Kaliforniya, Big Sur sahilinden batıya bakıldığında burada görülen Pasifik Okyanusu, Dünya yüzeyinin yüzde 30’undan fazlasını kaplıyor.
Dünyanın mevcut tüm kıtaları, yaklaşık 57 milyon mil karelik (148 milyon kilometrekare) bir birleşik yüzey alanına sahiptir. Pasifik Okyanusu daha da fazla yer kaplar, ahem, su. 60 milyon mil kare (155 milyon kilometre kare) ile Dünya yüzeyinin yüzde 30’undan fazlasını kaplar.
Bu kadar muazzam büyüklükteki herhangi bir alan, coğrafi tuhaflıklar içermeye mahkumdur. Pasifik yalnızca dünyanın en derin çukurunu barındırmakla kalmaz, aynı zamanda bir ölçüyle, aynı zamanda Dünya üzerindeki en yüksek dağın bulunduğu yerdir. Bize katılın ve Pasifik Okyanusu’nun harika derinliklerini keşfederken (çok şükür ayaklarımızı ıslatmadan) sanal dalışa geçin.

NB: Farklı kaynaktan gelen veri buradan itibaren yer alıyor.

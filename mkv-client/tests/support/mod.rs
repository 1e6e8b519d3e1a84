//! In-process RESP3 server for integration tests.
//!
//! Implements just enough of a key-value server: a string store with PTTL,
//! MULTI/EXEC, client tracking with invalidation pushes, pub/sub pushes,
//! CLUSTER SLOTS from a configurable map, and a scripted hook that can
//! answer any command first (used for MOVED/ASK).

#![allow(dead_code)]

use std::collections::{HashMap, HashSet};
use std::sync::atomic::{AtomicU64, AtomicUsize, Ordering};
use std::sync::Arc;
use std::time::Duration;

use bytes::{Bytes, BytesMut};
use mkv_common::{decode, RespValue};
use parking_lot::Mutex;
use tokio::io::{AsyncReadExt, AsyncWriteExt};
use tokio::net::{TcpListener, TcpStream};
use tokio::sync::mpsc;
use tokio::task::JoinHandle;

/// Hook consulted before the built-in handlers. Receives the arguments and
/// whether `ASKING` preceded the command.
pub type Script = Box<dyn FnMut(&[Bytes], bool) -> Option<RespValue> + Send>;

pub fn init_tracing() {
    let _ = tracing_subscriber::fmt()
        .with_env_filter(tracing_subscriber::EnvFilter::from_default_env())
        .with_test_writer()
        .try_init();
}

pub fn bulk(data: &str) -> RespValue {
    RespValue::Bulk(Bytes::copy_from_slice(data.as_bytes()))
}

pub fn simple(data: &str) -> RespValue {
    RespValue::Simple(Bytes::copy_from_slice(data.as_bytes()))
}

pub fn error(data: &str) -> RespValue {
    RespValue::Error(Bytes::copy_from_slice(data.as_bytes()))
}

struct Peer {
    tx: mpsc::UnboundedSender<Vec<u8>>,
    tracked: HashSet<Bytes>,
    tracking: bool,
    channels: HashSet<Bytes>,
}

#[derive(Default)]
struct ServerState {
    store: Mutex<HashMap<Bytes, Bytes>>,
    ttls: Mutex<HashMap<Bytes, i64>>,
    peers: Mutex<HashMap<u64, Peer>>,
    log: Mutex<Vec<(u64, Vec<String>)>>,
    slots: Mutex<Vec<(u16, u16, String)>>,
    script: Mutex<Option<Script>>,
    hello_error: Mutex<Option<String>>,
    accepted: AtomicUsize,
    next_id: AtomicU64,
}

/// Running mock server. Dropping it stops accepting connections.
pub struct MockServer {
    pub addr: String,
    state: Arc<ServerState>,
    accept: JoinHandle<()>,
}

impl Drop for MockServer {
    fn drop(&mut self) {
        self.accept.abort();
    }
}

impl MockServer {
    pub async fn start() -> anyhow::Result<MockServer> {
        let listener = TcpListener::bind("127.0.0.1:0").await?;
        let addr = listener.local_addr()?.to_string();
        let state = Arc::new(ServerState::default());

        let accept_state = Arc::clone(&state);
        let accept = tokio::spawn(async move {
            while let Ok((stream, _)) = listener.accept().await {
                accept_state.accepted.fetch_add(1, Ordering::SeqCst);
                let id = accept_state.next_id.fetch_add(1, Ordering::SeqCst) + 1;
                tokio::spawn(serve(Arc::clone(&accept_state), stream, id));
            }
        });

        Ok(MockServer { addr, state, accept })
    }

    /// Connections accepted so far.
    pub fn accepted(&self) -> usize {
        self.state.accepted.load(Ordering::SeqCst)
    }

    /// Every command received, as lossy strings.
    pub fn commands(&self) -> Vec<Vec<String>> {
        self.state.log.lock().iter().map(|(_, args)| args.clone()).collect()
    }

    /// Number of received commands named `name`.
    pub fn count(&self, name: &str) -> usize {
        self.state
            .log
            .lock()
            .iter()
            .filter(|(_, args)| args.first().map_or(false, |cmd| cmd.eq_ignore_ascii_case(name)))
            .count()
    }

    /// Distinct connections that sent a command named `name`.
    pub fn connections_for(&self, name: &str) -> usize {
        self.state
            .log
            .lock()
            .iter()
            .filter(|(_, args)| args.first().map_or(false, |cmd| cmd.eq_ignore_ascii_case(name)))
            .map(|(conn, _)| *conn)
            .collect::<HashSet<_>>()
            .len()
    }

    pub fn set(&self, key: &str, value: &str) {
        self.state
            .store
            .lock()
            .insert(Bytes::copy_from_slice(key.as_bytes()), Bytes::copy_from_slice(value.as_bytes()));
    }

    /// Changes a key behind the clients' backs, sending invalidations.
    pub fn write(&self, key: &str, value: &str) {
        let key = Bytes::copy_from_slice(key.as_bytes());
        self.state
            .store
            .lock()
            .insert(key.clone(), Bytes::copy_from_slice(value.as_bytes()));
        self.state.invalidate(&key);
    }

    /// Sends a null-payload invalidation (flush) to every tracking client.
    pub fn flush_tracking(&self) {
        self.state.flush_tracking();
    }

    pub fn set_pttl(&self, key: &str, ms: i64) {
        self.state.ttls.lock().insert(Bytes::copy_from_slice(key.as_bytes()), ms);
    }

    pub fn set_slots(&self, slots: Vec<(u16, u16, String)>) {
        *self.state.slots.lock() = slots;
    }

    pub fn set_script(&self, script: Script) {
        *self.state.script.lock() = Some(script);
    }

    pub fn fail_hello(&self, message: &str) {
        *self.state.hello_error.lock() = Some(message.to_string());
    }

    /// Sends a raw frame to every connected client.
    pub fn push_raw(&self, frame: &[u8]) {
        for peer in self.state.peers.lock().values() {
            let _ = peer.tx.send(frame.to_vec());
        }
    }
}

impl ServerState {
    fn invalidate(&self, key: &Bytes) {
        let mut frame = Vec::new();
        RespValue::Push(vec![bulk("invalidate"), RespValue::Array(vec![RespValue::Bulk(key.clone())])])
            .encode(&mut frame);
        for peer in self.peers.lock().values_mut() {
            if peer.tracked.remove(key) {
                let _ = peer.tx.send(frame.clone());
            }
        }
    }

    fn flush_tracking(&self) {
        let mut frame = Vec::new();
        RespValue::Push(vec![bulk("invalidate"), RespValue::Null]).encode(&mut frame);
        for peer in self.peers.lock().values_mut() {
            if peer.tracking {
                peer.tracked.clear();
                let _ = peer.tx.send(frame.clone());
            }
        }
    }

    fn track(&self, conn: u64, key: &Bytes) {
        if let Some(peer) = self.peers.lock().get_mut(&conn) {
            if peer.tracking {
                peer.tracked.insert(key.clone());
            }
        }
    }

    fn send(&self, conn: u64, value: &RespValue) {
        let mut frame = Vec::new();
        value.encode(&mut frame);
        if let Some(peer) = self.peers.lock().get(&conn) {
            let _ = peer.tx.send(frame);
        }
    }
}

/// Per-connection protocol state.
#[derive(Default)]
struct Session {
    caching: bool,
    asking: bool,
    multi: Option<Vec<Vec<Bytes>>>,
}

async fn serve(state: Arc<ServerState>, stream: TcpStream, conn: u64) {
    let (mut reader, mut writer) = stream.into_split();
    let (tx, mut rx) = mpsc::unbounded_channel::<Vec<u8>>();
    state.peers.lock().insert(
        conn,
        Peer {
            tx,
            tracked: HashSet::new(),
            tracking: false,
            channels: HashSet::new(),
        },
    );
    let write_task = tokio::spawn(async move {
        while let Some(frame) = rx.recv().await {
            if writer.write_all(&frame).await.is_err() {
                break;
            }
        }
    });

    let mut buf = BytesMut::with_capacity(4096);
    let mut session = Session::default();
    'conn: loop {
        while let Ok(Some(frame)) = decode(&mut buf) {
            let Ok(items) = frame.into_array() else {
                break 'conn;
            };
            let args: Vec<Bytes> = items
                .into_iter()
                .filter_map(|item| item.as_bytes().ok().cloned())
                .collect();
            if !handle(&state, conn, &mut session, args).await {
                break 'conn;
            }
        }
        match reader.read_buf(&mut buf).await {
            Ok(0) | Err(_) => break,
            Ok(_) => {}
        }
    }

    state.peers.lock().remove(&conn);
    write_task.abort();
}

/// Returns false when the connection should be dropped.
async fn handle(state: &ServerState, conn: u64, session: &mut Session, args: Vec<Bytes>) -> bool {
    let Some(name) = args.first().map(|name| name.to_ascii_uppercase()) else {
        return true;
    };
    state.log.lock().push((
        conn,
        args.iter().map(|a| String::from_utf8_lossy(a).into_owned()).collect(),
    ));

    let asking = std::mem::take(&mut session.asking);
    let scripted = match state.script.lock().as_mut() {
        Some(script) => script(&args, asking),
        None => None,
    };
    if let Some(reply) = scripted {
        state.send(conn, &reply);
        return true;
    }

    match name.as_slice() {
        b"CRASH" => return false,
        b"HANG" => return true,
        b"SLEEP" => {
            let ms = arg_i64(&args, 1).unwrap_or(0);
            tokio::time::sleep(Duration::from_millis(ms as u64)).await;
            state.send(conn, &simple("OK"));
            return true;
        }
        b"ASKING" => {
            session.asking = true;
            state.send(conn, &simple("OK"));
            return true;
        }
        b"SUBSCRIBE" => {
            // Answered by one push per channel, no ordinary reply.
            for channel in &args[1..] {
                let count = {
                    let mut peers = state.peers.lock();
                    match peers.get_mut(&conn) {
                        Some(peer) => {
                            peer.channels.insert(channel.clone());
                            peer.channels.len() as i64
                        }
                        None => 0,
                    }
                };
                state.send(
                    conn,
                    &RespValue::Push(vec![
                        bulk("subscribe"),
                        RespValue::Bulk(channel.clone()),
                        RespValue::Integer(count),
                    ]),
                );
            }
            return true;
        }
        _ => {}
    }

    if let Some(queued) = session.multi.as_mut() {
        match name.as_slice() {
            b"EXEC" => {
                let queued = std::mem::take(queued);
                session.multi = None;
                let replies = queued
                    .into_iter()
                    .map(|args| execute(state, conn, session, &args))
                    .collect();
                session.caching = false;
                state.send(conn, &RespValue::Array(replies));
            }
            b"DISCARD" => {
                session.multi = None;
                state.send(conn, &simple("OK"));
            }
            _ => {
                queued.push(args);
                state.send(conn, &simple("QUEUED"));
            }
        }
        return true;
    }

    if name.as_slice() == b"MULTI" {
        session.multi = Some(Vec::new());
        state.send(conn, &simple("OK"));
        return true;
    }

    let arms_caching = name.as_slice() == b"CLIENT" && args.get(1).map_or(false, |sub| sub.eq_ignore_ascii_case(b"CACHING"));
    let reply = execute(state, conn, session, &args);
    if !arms_caching {
        session.caching = false;
    }
    state.send(conn, &reply);
    true
}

1. Tanınan Beş Okyanustan Biri
Pasifik hakkında konuştuğumuzda, “Dünya” veya “Küresel” Okyanusun önemli bir alt kümesini tartışıyoruz . Bu, Dünya’nın dış yüzeyinin yüzde 71’ini kaplayan, birbirine bağlı büyük deniz suyu kütlesidir. Coğrafyacılar ve bilim adamları bunu beş ana bölüme ayırırlar. Bunların arasında Pasifik Okyanusu en büyüğüdür ve onu Atlantik, Hint, Güney ve Arktik okyanusları takip eder.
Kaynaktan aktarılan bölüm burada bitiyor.